Gonna have to agree with **Exapno **- peak Beatlemania was peak Beatles. But then I’m not a huge fan, so am not going by when they released which album.
For me, their whole career was the peak: Isn’t it unique that one group could have so many artistic and cultural accomplishments that people like us, some 50 years after the events in question, would be engaged in a lively discussion about which of at least six of their nine great years was the greatest? So little time, so much joy.
Semi-related trivia: The album “1” was the best-selling album of the decade (2000-2009) worldwide. So, even 30+ years after whatever “peak” you choose, they were still the toppermost of the poppermost.
Fair enough — but we’re not going for ‘album’, but for ‘year’, right?
So I figure ‘67 is everything on Sgt Pepper’s plus the Double-A-Side of Penny Lane and Strawberry Fields Forever. I figure ‘67 is everything on Sgt Pepper’s plus stuff ranging from Hello, Goodbye to All You Need Is Love.

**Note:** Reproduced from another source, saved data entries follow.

//! Loading vault deployment configs from TOML.

use std::fs;
use std::path::Path;

use anyhow::{Context, Result};

use vaultline_protocol::config::VaultConfig;

/// Reads and validates a [`VaultConfig`] from a TOML file.
pub fn load_vault_config(path: &Path) -> Result<VaultConfig> {
    let contents = fs::read_to_string(path)
        .with_context(|| format!("failed to read config file {}", path.display()))?;
    let config = parse_vault_config(&contents)
        .with_context(|| format!("invalid config file {}", path.display()))?;
    tracing::info!(path = %path.display(), "vault config loaded");
    Ok(config)
}

/// Parses and validates a [`VaultConfig`] from TOML text.
pub fn parse_vault_config(contents: &str) -> Result<VaultConfig> {
    let config: VaultConfig = toml::from_str(contents).context("failed to parse TOML")?;
    config.validate()?;
    Ok(config)
}
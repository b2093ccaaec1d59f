//! # In-Memory Ledger
//!
//! A self-contained [`ShareLedger`] used by the simulator and the test
//! suites. Share supply and per-account balances are tracked together and
//! every mutation is overflow-checked.
//!
//! Commits run against a staged copy of the ledger which replaces the live
//! one only after the whole batch succeeded, so a failing effect halfway
//! through a batch leaves nothing behind.

use serde::{Deserialize, Serialize};
use tracing::trace;

use super::{BalanceSheet, LedgerEffect, LedgerError, ShareLedger, Unit};

/// Share and asset balances for a single vault, held in memory.
#[derive(Debug, Clone, PartialEq, Eq, Serialize, Deserialize)]
pub struct InMemoryLedger {
    /// Share balances per holder.
    shares: BalanceSheet,
    /// Asset balances per account, outside the vault.
    assets: BalanceSheet,
    /// Outstanding share supply.
    total_shares: u64,
    /// Assets held in vault custody.
    idle_assets: u64,
}

impl InMemoryLedger {
    /// Creates an empty ledger.
    pub fn new() -> Self {
        Self {
            shares: BalanceSheet::new(Unit::Shares),
            assets: BalanceSheet::new(Unit::Assets),
            total_shares: 0,
            idle_assets: 0,
        }
    }

    /// Credits underlying assets to an external account. This is the
    /// faucet the simulator and tests use to give depositors funds.
    pub fn fund_account(&mut self, account: &str, amount: u64) -> Result<u64, LedgerError> {
        self.assets.credit(account, amount)
    }

    /// Adds assets straight into vault custody without minting shares,
    /// the way yield or a donation would arrive.
    pub fn donate(&mut self, amount: u64) -> Result<u64, LedgerError> {
        self.idle_assets = self
            .idle_assets
            .checked_add(amount)
            .ok_or_else(|| LedgerError::Overflow {
                unit: Unit::Assets,
                account: "vault".to_string(),
                current: self.idle_assets,
                credit: amount,
            })?;
        Ok(self.idle_assets)
    }

    /// All share holders with their balances.
    pub fn share_holders(&self) -> Vec<(String, u64)> {
        self.shares.all_balances()
    }

    fn apply(&mut self, effect: &LedgerEffect) -> Result<(), LedgerError> {
        trace!(?effect, "applying ledger effect");
        match effect {
            LedgerEffect::TransferIn { from, amount } => {
                self.assets.debit(from, *amount)?;
                self.donate(*amount)?;
            }
            LedgerEffect::TransferOut { to, amount } => {
                if self.idle_assets < *amount {
                    return Err(LedgerError::InsufficientLiquidity {
                        idle: self.idle_assets,
                        requested: *amount,
                    });
                }
                self.idle_assets -= *amount;
                self.assets.credit(to, *amount)?;
            }
            LedgerEffect::Mint { to, shares } => {
                self.total_shares = self.total_shares.checked_add(*shares).ok_or(
                    LedgerError::SupplyOverflow {
                        supply: self.total_shares,
                        shares: *shares,
                    },
                )?;
                self.shares.credit(to, *shares)?;
            }
            LedgerEffect::Burn { from, shares } => {
                self.shares.debit(from, *shares)?;
                // A holder's balance never exceeds the supply.
                self.total_shares = self.total_shares.saturating_sub(*shares);
            }
        }
        Ok(())
    }
}

impl Default for InMemoryLedger {
    fn default() -> Self {
        Self::new()
    }
}

impl ShareLedger for InMemoryLedger {
    fn total_shares(&self) -> u64 {
        self.total_shares
    }

    fn share_balance(&self, account: &str) -> u64 {
        self.shares.get(account)
    }

    fn asset_balance(&self, account: &str) -> u64 {
        self.assets.get(account)
    }

    fn idle_assets(&self) -> u64 {
        self.idle_assets
    }

    fn commit(&mut self, effects: &[LedgerEffect]) -> Result<(), LedgerError> {
        let mut staged = self.clone();
        for effect in effects {
            staged.apply(effect)?;
        }
        *self = staged;
        Ok(())
    }
}

#[cfg(test)]
mod tests {
    use super::*;

    fn funded() -> InMemoryLedger {
        let mut ledger = InMemoryLedger::new();
        ledger.fund_account("alice", 1_000).unwrap();
        ledger
    }

    #[test]
    fn deposit_batch_moves_assets_and_mints() {
        let mut ledger = funded();
        ledger
            .commit(&[
                LedgerEffect::TransferIn {
                    from: "alice".into(),
                    amount: 600,
                },
                LedgerEffect::Mint {
                    to: "alice".into(),
                    shares: 600,
                },
            ])
            .unwrap();

        assert_eq!(ledger.asset_balance("alice"), 400);
        assert_eq!(ledger.idle_assets(), 600);
        assert_eq!(ledger.total_shares(), 600);
        assert_eq!(ledger.share_balance("alice"), 600);
    }

    #[test]
    fn failing_batch_leaves_no_trace() {
        let mut ledger = funded();
        let before = ledger.clone();

        let result = ledger.commit(&[
            LedgerEffect::TransferIn {
                from: "alice".into(),
                amount: 500,
            },
            LedgerEffect::Mint {
                to: "alice".into(),
                shares: 500,
            },
            // Alice holds 500 shares, not 501.
            LedgerEffect::Burn {
                from: "alice".into(),
                shares: 501,
            },
        ]);

        assert!(matches!(
            result,
            Err(LedgerError::InsufficientBalance {
                unit: Unit::Shares,
                ..
            })
        ));
        assert_eq!(ledger, before);
    }

    #[test]
    fn transfer_out_requires_liquidity() {
        let mut ledger = funded();
        ledger.donate(10).unwrap();
        let result = ledger.commit(&[LedgerEffect::TransferOut {
            to: "bob".into(),
            amount: 11,
        }]);
        assert_eq!(
            result,
            Err(LedgerError::InsufficientLiquidity {
                idle: 10,
                requested: 11
            })
        );
    }

    #[test]
    fn burn_reduces_supply() {
        let mut ledger = InMemoryLedger::new();
        ledger
            .commit(&[
                LedgerEffect::Mint {
                    to: "alice".into(),
                    shares: 100,
                },
                LedgerEffect::Mint {
                    to: "bob".into(),
                    shares: 50,
                },
                LedgerEffect::Burn {
                    from: "alice".into(),
                    shares: 30,
                },
            ])
            .unwrap();
        assert_eq!(ledger.total_shares(), 120);
        assert_eq!(
            ledger.share_holders(),
            vec![("alice".to_string(), 70), ("bob".to_string(), 50)]
        );
    }

    #[test]
    fn supply_overflow_rejected() {
        let mut ledger = InMemoryLedger::new();
        ledger
            .commit(&[LedgerEffect::Mint {
                to: "alice".into(),
                shares: u64::MAX,
            }])
            .unwrap();
        let result = ledger.commit(&[LedgerEffect::Mint {
            to: "bob".into(),
            shares: 1,
        }]);
        assert!(matches!(result, Err(LedgerError::SupplyOverflow { .. })));
        assert_eq!(ledger.share_balance("bob"), 0);
    }

    #[test]
    fn ledger_serialization_roundtrip() {
        let mut ledger = funded();
        ledger.donate(5).unwrap();
        let json = serde_json::to_string(&ledger).expect("serialize");
        let recovered: InMemoryLedger = serde_json::from_str(&json).expect("deserialize");
        assert_eq!(recovered, ledger);
    }
}
//! # Fixed-Point Arithmetic
//!
//! Amounts are `u64` in smallest-unit denomination. Every product is taken
//! in `u128` and every quotient goes through [`mul_div`] with an explicit
//! [`Rounding`]. There is no other division in the fee and conversion paths,
//! which keeps rounding direction auditable in one place.

use serde::{Deserialize, Serialize};
use thiserror::Error;

/// Arithmetic failures. Overflow is the only failure mode because every
/// denominator in the protocol is padded away from zero.
#[derive(Debug, Clone, Copy, PartialEq, Eq, Error)]
pub enum MathError {
    /// An intermediate or final value does not fit its type.
    #[error("arithmetic overflow in {0}")]
    Overflow(&'static str),

    /// A division by zero was attempted.
    #[error("division by zero in {0}")]
    DivisionByZero(&'static str),
}

/// Direction in which a quotient is rounded.
#[derive(Debug, Clone, Copy, PartialEq, Eq, Hash, Serialize, Deserialize)]
pub enum Rounding {
    /// Toward zero.
    Floor,
    /// Away from zero whenever there is a remainder.
    Ceil,
}

/// Computes `x * y / denominator` in `u128`, rounded as requested.
pub fn mul_div_u128(
    x: u128,
    y: u128,
    denominator: u128,
    rounding: Rounding,
    context: &'static str,
) -> Result<u128, MathError> {
    if denominator == 0 {
        return Err(MathError::DivisionByZero(context));
    }

    let product = x.checked_mul(y).ok_or(MathError::Overflow(context))?;
    let quotient = product / denominator;

    match rounding {
        Rounding::Ceil if product % denominator != 0 => quotient
            .checked_add(1)
            .ok_or(MathError::Overflow(context)),
        _ => Ok(quotient),
    }
}

/// Computes `x * y / denominator` and narrows the result back to `u64`.
pub fn mul_div(
    x: u64,
    y: u128,
    denominator: u128,
    rounding: Rounding,
    context: &'static str,
) -> Result<u64, MathError> {
    let wide = mul_div_u128(u128::from(x), y, denominator, rounding, context)?;
    narrow(wide, context)
}

/// Checked `u128 -> u64` conversion.
pub fn narrow(value: u128, context: &'static str) -> Result<u64, MathError> {
    u64::try_from(value).map_err(|_| MathError::Overflow(context))
}

/// Checked sum of several `u64` amounts.
pub fn checked_sum(values: &[u64], context: &'static str) -> Result<u64, MathError> {
    values.iter().try_fold(0u64, |acc, v| {
        acc.checked_add(*v).ok_or(MathError::Overflow(context))
    })
}
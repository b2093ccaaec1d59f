// Copyright (c) 2026 ALAS Technology. MIT License.
// See LICENSE for details.

//! # Vaultline Protocol - Core Library
//!
//! The arithmetic core of Vaultline tokenized vaults: how many shares an
//! asset amount is worth, how much of it belongs to the fee collector, and
//! how share supply and custody are represented.
//!
//! ## Architecture
//!
//! - **config** - Protocol constants and the per-vault deployment config.
//! - **math** - `u128` mul-div with explicit rounding. The only division.
//! - **conversion** - Share/asset conversion with virtual liquidity padding.
//! - **fees** - Entry, exit, management and performance fee formulas.
//! - **events** - Observable state transitions and fee breakdowns.
//! - **ledger** - Share ledger and valuation provider traits, plus the
//!   in-memory ledger used by the simulator and tests.
//!
//! ## Design Philosophy
//!
//! 1. No floating point anywhere near money.
//! 2. Every rounding decision is explicit and favors the vault over the caller.
//! 3. Every function in `fees` and `conversion` is pure.
//! 4. If it touches money, it has tests. Plural.

pub mod config;
pub mod conversion;
pub mod events;
pub mod fees;
pub mod ledger;
pub mod math;

pub use config::{VaultConfig, BPS_SCALE, FEE_UPDATE_DELAY, MAX_FEE_BPS, SECONDS_PER_YEAR};
pub use conversion::VaultSnapshot;
pub use events::{FeeBreakdown, VaultEvent};
pub use fees::{FeeKind, FeeRates};
pub use math::{MathError, Rounding};
//! # Ledger Module: Share Supply, Asset Custody & Valuation
//!
//! The accounting engine never owns balances. It talks to two narrow
//! collaborators:
//!
//! ```text
//! ShareLedger        - share supply, share/asset balances, atomic commits
//! ValuationProvider  - assets under management, given the idle balance
//! ```
//!
//! ## Effect Batches
//!
//! A vault operation is expressed as an ordered batch of [`LedgerEffect`]s
//! and handed to [`ShareLedger::commit`] in one call. The commit is
//! all-or-nothing: either every effect in the batch becomes visible or none
//! does. Ordering inside the batch is part of the contract:
//!
//! 1. inbound asset transfers happen before any shares are minted,
//! 2. shares are burned before any asset leaves the vault,
//! 3. the batched fee mint to the collector comes last.
//!
//! A host whose transfer primitive can call back into untrusted code must
//! therefore never observe a half-applied operation.

pub mod balance;
pub mod memory;
pub mod valuation;

use std::fmt;

use serde::{Deserialize, Serialize};
use thiserror::Error;

pub use balance::BalanceSheet;
pub use memory::InMemoryLedger;
pub use valuation::{IdleBalance, ReportedValuation, ValuationProvider};

// ---------------------------------------------------------------------------
// Errors
// ---------------------------------------------------------------------------

/// What a balance is denominated in.
#[derive(Debug, Clone, Copy, PartialEq, Eq, Serialize, Deserialize)]
#[serde(rename_all = "snake_case")]
pub enum Unit {
    /// Vault shares.
    Shares,
    /// The underlying asset.
    Assets,
}

impl fmt::Display for Unit {
    fn fmt(&self, f: &mut fmt::Formatter<'_>) -> fmt::Result {
        match self {
            Unit::Shares => write!(f, "share"),
            Unit::Assets => write!(f, "asset"),
        }
    }
}

/// Errors raised while applying ledger effects.
#[derive(Debug, Clone, PartialEq, Eq, Error)]
pub enum LedgerError {
    /// An account tried to spend more than it holds.
    #[error("insufficient {unit} balance for {account}: available {available}, requested {requested}")]
    InsufficientBalance {
        /// Denomination of the balance.
        unit: Unit,
        /// The account being debited.
        account: String,
        /// Its current balance.
        available: u64,
        /// The amount requested.
        requested: u64,
    },

    /// A credit would push an account past `u64::MAX`.
    #[error("{unit} balance overflow for {account}: current {current}, credit {credit}")]
    Overflow {
        /// Denomination of the balance.
        unit: Unit,
        /// The account being credited.
        account: String,
        /// Balance before the failed credit.
        current: u64,
        /// The amount that overflowed.
        credit: u64,
    },

    /// The vault does not hold enough idle assets for a payout.
    #[error("insufficient vault liquidity: idle {idle}, requested {requested}")]
    InsufficientLiquidity {
        /// Idle assets held by the vault.
        idle: u64,
        /// The payout requested.
        requested: u64,
    },

    /// Minting would overflow the share supply.
    #[error("share supply overflow: minting {shares} on top of {supply}")]
    SupplyOverflow {
        /// Supply before the mint.
        supply: u64,
        /// Shares being minted.
        shares: u64,
    },
}

// ---------------------------------------------------------------------------
// Effects
// ---------------------------------------------------------------------------

/// A single balance mutation requested by the vault.
#[derive(Debug, Clone, PartialEq, Eq, Serialize, Deserialize)]
#[serde(tag = "effect", rename_all = "snake_case")]
pub enum LedgerEffect {
    /// Move assets from `from` into vault custody.
    TransferIn {
        /// Paying account.
        from: String,
        /// Asset amount.
        amount: u64,
    },
    /// Move assets out of vault custody to `to`.
    TransferOut {
        /// Receiving account.
        to: String,
        /// Asset amount.
        amount: u64,
    },
    /// Create new shares for `to`.
    Mint {
        /// Receiving account.
        to: String,
        /// Share amount.
        shares: u64,
    },
    /// Destroy shares held by `from`.
    Burn {
        /// Holder.
        from: String,
        /// Share amount.
        shares: u64,
    },
}

// ---------------------------------------------------------------------------
// Provider Traits
// ---------------------------------------------------------------------------

/// Share supply and asset custody as seen by the accounting engine.
pub trait ShareLedger {
    /// Outstanding shares.
    fn total_shares(&self) -> u64;

    /// Shares held by `account`.
    fn share_balance(&self, account: &str) -> u64;

    /// Underlying assets held by `account` outside the vault.
    fn asset_balance(&self, account: &str) -> u64;

    /// Underlying assets held in vault custody and available for payouts.
    fn idle_assets(&self) -> u64;

    /// Applies `effects` in order as one indivisible transition.
    ///
    /// On error, no effect of the batch may remain visible.
    fn commit(&mut self, effects: &[LedgerEffect]) -> Result<(), LedgerError>;
}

I figure ‘67 is Sgt Pepper’s plus One Too Many Songs For Me To Handwave Away.
I choose 1967 because that was the year they released Sgt Pepper, an album that revolutionized pop music and separated the Beatles forever from all the other long haired British pop groups that wanted to ride their coattails. Surprising to me, however, is that Abbey Road, released in 1969, was actually their #1 album in sales.